The pursuit of "pure experience" can be one such false god. While
Nirvana is the "blowing out" of concepts like self and non-self, to stop
there is to ignore that emptiness is not other than form (like
self/other).
[Paul:]
Agreed. Attachment to non-attachment is also attachment. You cross the
river, look back and see the side you were trying to reach is the one
you set off from!
[Paul prev:] The point is that "self" and "not-self" are never given in
experience, they are arrived at through abstraction, so to say they are
one and the same is just to say that they are derived from a unified
experience.
[Scott:] Well, I think saying they are never given in experience is
incorrect. If there are no distinctions, there is no experience, and for
human beings at this stage in our evolution, the primary distinction is
between self and non-self.
[Paul:]
I was obviously unclear about this. Of course empirical experience is
differentiated, but we never experience differentiations on their own.

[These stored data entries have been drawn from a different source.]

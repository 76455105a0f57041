use std::error::Error;
use std::io;
use std::path::PathBuf;

use clap::{Parser, ValueEnum, error::ErrorKind};

use crate::config::{ConverterOptions, FillPolicy, MahimahiConvention, ProcessorConfig};
use crate::constants::layout::COOKED_TRACE_DIR;
use crate::constants::mahimahi::{DEFAULT_EVENT_SIZE_BYTES, DEFAULT_LINE_BYTE_COST};
use crate::constants::processor::DEFAULT_CLIP_RANGE_MBPS;
use crate::converter::{AutoConfirm, Confirm, ConversionOutcome, FormatConverter, PromptConfirm};
use crate::heuristics::format_u128_with_commas;
use crate::pipeline::{RunOutcome, TracePipeline, TraceRunReport};
use crate::store::{CookedTraceStore, read_cooked};

#[derive(Debug, Clone, Copy, ValueEnum)]
enum FillArg {
    Interpolate,
    HoldLast,
    Zero,
}

impl From<FillArg> for FillPolicy {
    fn from(value: FillArg) -> Self {
        match value {
            FillArg::Interpolate => FillPolicy::Interpolate,
            FillArg::HoldLast => FillPolicy::HoldLast,
            FillArg::Zero => FillPolicy::Zero,
        }
    }
}

#[derive(Debug, Parser)]
#[command(
    name = "process_trace",
    disable_help_subcommand = true,
    about = "Normalize raw throughput traces into cooked traces",
    long_about = "Read raw trace archives, resample them onto a fixed granularity, fill gaps, and write cooked CSV files.",
    after_help = "The dataset root must contain metadata/; raw_traces/ and cooked_traces/ are created as needed."
)]
struct ProcessTraceCli {
    #[arg(
        short = 't',
        long,
        required_unless_present = "all",
        help = "Registered trace name to process"
    )]
    trace: Option<String>,
    #[arg(long, conflicts_with = "trace", help = "Process every registered trace")]
    all: bool,
    #[arg(long, value_name = "PATH", default_value = ".", help = "Dataset root directory")]
    root: PathBuf,
    #[arg(short = 'p', long = "print-stats", help = "Log statistics for each cooked run")]
    print_stats: bool,
    #[arg(
        short = 'f',
        long = "force-regenerate",
        help = "Rebuild cooked files even if they already exist"
    )]
    force_regenerate: bool,
    #[arg(
        short = 'g',
        long = "granularity-secs",
        default_value_t = 1.0,
        help = "Output bucket width in seconds"
    )]
    granularity_secs: f64,
    #[arg(
        long = "max-duration-secs",
        value_name = "SECS",
        help = "Truncate or pad each run to this duration"
    )]
    max_duration_secs: Option<f64>,
    #[arg(long, default_value_t = 0.01, help = "Values below this are treated as missing")]
    delta: f64,
    #[arg(long = "fill-policy", value_enum, help = "Override the network's default fill policy")]
    fill_policy: Option<FillArg>,
    #[arg(
        short = 'c',
        long = "clip-tput",
        value_name = "MIN,MAX",
        value_parser = parse_clip_range_arg,
        help = "Clamp cooked values into [MIN, MAX] Mbps, converted to the trace unit [default: 0.01,2000]"
    )]
    clip_tput: Option<(f64, f64)>,
    #[arg(
        short = 'm',
        long = "max-trace-len-mb",
        default_value_t = 20.0,
        value_parser = parse_positive_f64,
        help = "Split cooked runs into files of at most this many MiB"
    )]
    max_trace_len_mb: f64,
    #[arg(long = "dry-run", help = "Report statistics without writing cooked files")]
    dry_run: bool,
}

#[derive(Debug, Parser)]
#[command(
    name = "mm_trace_gen",
    disable_help_subcommand = true,
    about = "Convert cooked traces into Mahimahi delivery schedules",
    long_about = "Estimate the size of the Mahimahi schedules for the selected cooked traces, ask for confirmation, then write one schedule file per trace (split into several files when requested).",
    after_help = "Select inputs with --trace (resolved under <root>/cooked_traces) and/or repeated --input paths."
)]
struct MmTraceGenCli {
    #[arg(
        short = 't',
        long,
        required_unless_present = "inputs",
        help = "Registered trace whose cooked files should be converted"
    )]
    trace: Option<String>,
    #[arg(
        short = 'i',
        long = "input",
        value_name = "PATH",
        help = "Cooked CSV file to convert, repeat as needed"
    )]
    inputs: Vec<PathBuf>,
    #[arg(long, value_name = "PATH", default_value = ".", help = "Dataset root directory")]
    root: PathBuf,
    #[arg(
        short = 'o',
        long = "output-dir",
        value_name = "DIR",
        default_value = "mm_traces",
        help = "Directory receiving schedule files"
    )]
    output_dir: PathBuf,
    #[arg(
        long = "batch-size-mb",
        default_value_t = 20.0,
        value_parser = parse_positive_f64,
        help = "Maximum estimated size of one output file in MiB"
    )]
    batch_size_mb: f64,
    #[arg(long, help = "Split oversize schedules into several files")]
    split: bool,
    #[arg(
        long = "event-size",
        default_value_t = DEFAULT_EVENT_SIZE_BYTES,
        help = "Bytes delivered per schedule line"
    )]
    event_size: u32,
    #[arg(short = 'y', long, help = "Skip the confirmation prompt")]
    yes: bool,
}

/// Run the `process_trace` app.
pub fn run_process_trace<I>(args_iter: I) -> Result<(), Box<dyn Error>>
where
    I: Iterator<Item = String>,
{
    let _ = tracing_subscriber::fmt()
        .with_env_filter(tracing_subscriber::EnvFilter::from_default_env())
        .try_init();

    let Some(cli) = parse_cli::<ProcessTraceCli, _>(
        std::iter::once("process_trace".to_string()).chain(args_iter),
    )?
    else {
        return Ok(());
    };

    let (clip_min, clip_max) = cli.clip_tput.unwrap_or(DEFAULT_CLIP_RANGE_MBPS);
    let max_file_bytes = mib_to_bytes(cli.max_trace_len_mb);
    let mut config = ProcessorConfig::default()
        .with_granularity_secs(cli.granularity_secs)
        .with_delta(cli.delta)
        .with_clip_range_mbps(clip_min, clip_max)
        .with_max_file_bytes(Some(max_file_bytes))
        .with_dry_run(cli.dry_run)
        .with_force_regenerate(cli.force_regenerate)
        .with_print_stats(cli.print_stats);
    if let Some(max) = cli.max_duration_secs {
        config = config.with_max_duration_secs(max);
    }
    if let Some(policy) = cli.fill_policy {
        config = config.with_fill_policy(policy.into());
    }

    let pipeline = TracePipeline::from_root(&cli.root, config)?;
    if cli.all {
        let mut failures = 0usize;
        for (name, result) in pipeline.process_all() {
            match result {
                Ok(report) => print_run_report(&report),
                Err(err) => {
                    failures += 1;
                    eprintln!("{name}: {err}");
                }
            }
        }
        if failures > 0 {
            return Err(format!("{failures} trace(s) failed").into());
        }
    } else if let Some(name) = cli.trace {
        print_run_report(&pipeline.process_trace(&name)?);
    }
    Ok(())
}

/// Run the `mm_trace_gen` app.
pub fn run_mm_trace_gen<I>(args_iter: I) -> Result<(), Box<dyn Error>>
where
    I: Iterator<Item = String>,
{
    let _ = tracing_subscriber::fmt()
        .with_env_filter(tracing_subscriber::EnvFilter::from_default_env())
        .try_init();

    let Some(cli) = parse_cli::<MmTraceGenCli, _>(
        std::iter::once("mm_trace_gen".to_string()).chain(args_iter),
    )?
    else {
        return Ok(());
    };

    let mut paths = cli.inputs.clone();
    if let Some(name) = &cli.trace {
        let store = CookedTraceStore::new(cli.root.join(COOKED_TRACE_DIR));
        let found = store.list(name);
        if found.is_empty() {
            return Err(format!(
                "no cooked files for '{name}' under {}; run process_trace first",
                store.root().display()
            )
            .into());
        }
        paths.extend(found);
    }

    let mut traces = Vec::with_capacity(paths.len());
    for path in &paths {
        let stem = path
            .file_stem()
            .and_then(|stem| stem.to_str())
            .ok_or_else(|| format!("cannot derive an output name from {}", path.display()))?
            .to_string();
        traces.push((stem, read_cooked(path)?));
    }

    let options = ConverterOptions::new(&cli.output_dir)
        .with_batch_size_bound(mib_to_bytes(cli.batch_size_mb))
        .with_split(cli.split)
        .with_convention(MahimahiConvention {
            event_size_bytes: cli.event_size,
            line_byte_cost: DEFAULT_LINE_BYTE_COST,
        });
    let converter = FormatConverter::new(options)?;

    let mut auto = AutoConfirm;
    let mut prompt = PromptConfirm::new(io::stdin().lock(), io::stderr());
    let confirm: &mut dyn Confirm = if cli.yes { &mut auto } else { &mut prompt };

    match converter.convert(&traces, confirm)? {
        ConversionOutcome::Declined(_) => println!("Aborted; no schedule files written."),
        ConversionOutcome::Written(files) => {
            for file in &files {
                println!(
                    "{} ({} events)",
                    file.path.display(),
                    format_u128_with_commas(u128::from(file.events))
                );
            }
            println!("Wrote {} schedule file(s).", files.len());
        }
    }
    Ok(())
}

fn print_run_report(report: &TraceRunReport) {
    match &report.outcome {
        RunOutcome::Skipped { paths } => println!(
            "{}: {} cooked file(s) already present (use --force-regenerate to rebuild)",
            report.trace,
            paths.len()
        ),
        RunOutcome::Cooked(runs) => {
            for run in runs {
                for path in &run.paths {
                    println!("{} ({}): {}", run.run, run.direction.label(), path.display());
                }
            }
        }
        RunOutcome::DryRun(reports) => {
            for (run, stats) in reports {
                println!(
                    "{run}: count={} min={:.3} max={:.3} mean={:.3} below_delta={:.1}% gaps={}",
                    stats.count,
                    stats.min,
                    stats.max,
                    stats.mean,
                    stats.fraction_below_delta * 100.0,
                    stats.gap_count
                );
            }
        }
    }
}

fn mib_to_bytes(mib: f64) -> u64 {
    ((mib * 1024.0 * 1024.0).round() as u64).max(1)
}

fn parse_positive_f64(raw: &str) -> Result<f64, String> {
    let parsed = raw
        .parse::<f64>()
        .map_err(|_| format!("Could not parse '{raw}' as a number"))?;
    if !parsed.is_finite() || parsed <= 0.0 {
        return Err(format!("value must be greater than zero (got {raw})"));
    }
    Ok(parsed)
}

fn parse_cli<T, I>(args: I) -> Result<Option<T>, Box<dyn Error>>
where
    T: Parser,
    I: IntoIterator,
    I::Item: Into<std::ffi::OsString> + Clone,
{
    match T::try_parse_from(args) {
        Ok(cli) => Ok(Some(cli)),
        Err(err) => match err.kind() {
            ErrorKind::DisplayHelp | ErrorKind::DisplayVersion => {
                err.print()?;
                Ok(None)
            }
            _ => Err(err.into()),
        },
    }
}

fn parse_clip_range_arg(raw: &str) -> Result<(f64, f64), String> {
    let Some((min, max)) = raw.split_once(',') else {
        return Err("--clip-tput expects MIN,MAX".to_string());
    };
    let min = min
        .trim()
        .parse::<f64>()
        .map_err(|_| format!("invalid clip minimum '{}': must be a float", min.trim()))?;
    let max = max
        .trim()
        .parse::<f64>()
        .map_err(|_| format!("invalid clip maximum '{}': must be a float", max.trim()))?;
    if !(min.is_finite() && max.is_finite()) || min > max {
        return Err(format!("--clip-tput requires MIN <= MAX (got {min},{max})"));
    }
    Ok((min, max))
}

#[cfg(test)]
mod tests {
    use super::*;

    #[test]
    fn clip_range_arg_parses_pairs() {
        assert_eq!(parse_clip_range_arg("0.01, 2000").unwrap(), (0.01, 2000.0));
        assert!(parse_clip_range_arg("5").is_err());
        assert!(parse_clip_range_arg("10,1").is_err());
        assert!(parse_clip_range_arg("a,1").is_err());
    }

    #[test]
    fn process_trace_cli_defaults() {
        let cli = ProcessTraceCli::try_parse_from(["process_trace", "-t", "trace1"]).unwrap();
        assert_eq!(cli.trace.as_deref(), Some("trace1"));
        assert_eq!(cli.granularity_secs, 1.0);
        assert_eq!(cli.clip_tput, None);
        assert_eq!(cli.max_trace_len_mb, 20.0);
        assert_eq!(mib_to_bytes(cli.max_trace_len_mb), 20 * 1024 * 1024);
        assert!(!cli.dry_run && !cli.force_regenerate && !cli.print_stats);
        assert!(ProcessTraceCli::try_parse_from(["process_trace"]).is_err());
        assert!(ProcessTraceCli::try_parse_from(["process_trace", "--all", "-t", "x"]).is_err());
    }

    #[test]
    fn mm_trace_gen_cli_requires_an_input() {
        assert!(MmTraceGenCli::try_parse_from(["mm_trace_gen"]).is_err());
        let cli = MmTraceGenCli::try_parse_from(["mm_trace_gen", "-i", "a.csv", "--split", "-y"])
            .unwrap();
        assert_eq!(cli.inputs, vec![PathBuf::from("a.csv")]);
        assert_eq!(cli.event_size, DEFAULT_EVENT_SIZE_BYTES);
        assert_eq!(cli.batch_size_mb, 20.0);
        assert!(cli.split && cli.yes);
        assert!(
            MmTraceGenCli::try_parse_from(["mm_trace_gen", "-i", "a.csv", "--batch-size-mb", "0"])
                .is_err()
        );
    }

    #[test]
    fn help_is_not_an_error() {
        assert!(run_mm_trace_gen(["--help".to_string()].into_iter()).is_ok());
    }
}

If we did, they wouldn't be differentiations. When we experience
something on its own, we are enlightened, for then experience is without
differentiation. So we never experience "self" OR "not-self". We
experience "self" AND "not-self" together, make and maintain
distinctions symbolically and isolate them for analysis.
[Scott:]
The change in thinking that I propose to
relate "experience", "self", and "non-self" is not that "self" and
"non-self" are intellectual abstractions we impose on experience, but
that experience in itself is the creation of the self and the other. It
can also create in other contradictory identities.
[Paul:]
So do you believe that the symbols pick out natural breaks in
experience?
[Scott:]
Like Nagarjuna (I think: I'm not expert enough to be sure, but this is
my impression), the L of CI does not say the self and the non-self are
"one and the same". It says that they are the same and they are not the
same, that the self exists by negating itself, that there is no
bottoming out in a "unified experience". Instead, all experience is this
interplay of the one and the many, and Awakening is realizing this
bottomlessness, aka, impermanence.
[Paul:]
Sounds okay. By "unified experience" in that statement, I didn't mean
anything exceptional, just everyday experience.
[Paul prev:]
For example, "time as duration" and "time as discrete events" are
just abstracted descriptions of how one can conceive of "time", so the
only contradiction is in the hypothetical sense that an experience can
be described in terms of duration or in terms of events. The description
has no bearing on empirical experience.
[Scott:] Again, whence the "just abstracted descriptions"?
[Paul:]
From experience. "Time" is a term invented to describe an aspect of
experience. We all experience it, yet nobody can explain it by
abstraction. Although many have tried.
[Scott:]
In any case,
these "abstractions" became very real to me in trying to discern how a
computer could be aware. This is because a computer is designed
explicitly to treat time as discrete events solely, and this makes
awareness impossible. Hence the difference between a person and a
computer is that the former actually does experience duration as well as
discrete events.
[Paul:]
Well, this is a logical deduction made from the prior assumption that
awareness does actually equate to time as duration and time as discrete
events. Very interesting though.
[Paul prev:] In terms of "DQ" and "SQ", I would say they refer to
complementary aspects of experience which have been abstracted
symbolically by Pirsig to provide a metaphysical conception of a process
of experience. They are also static divisions of experience.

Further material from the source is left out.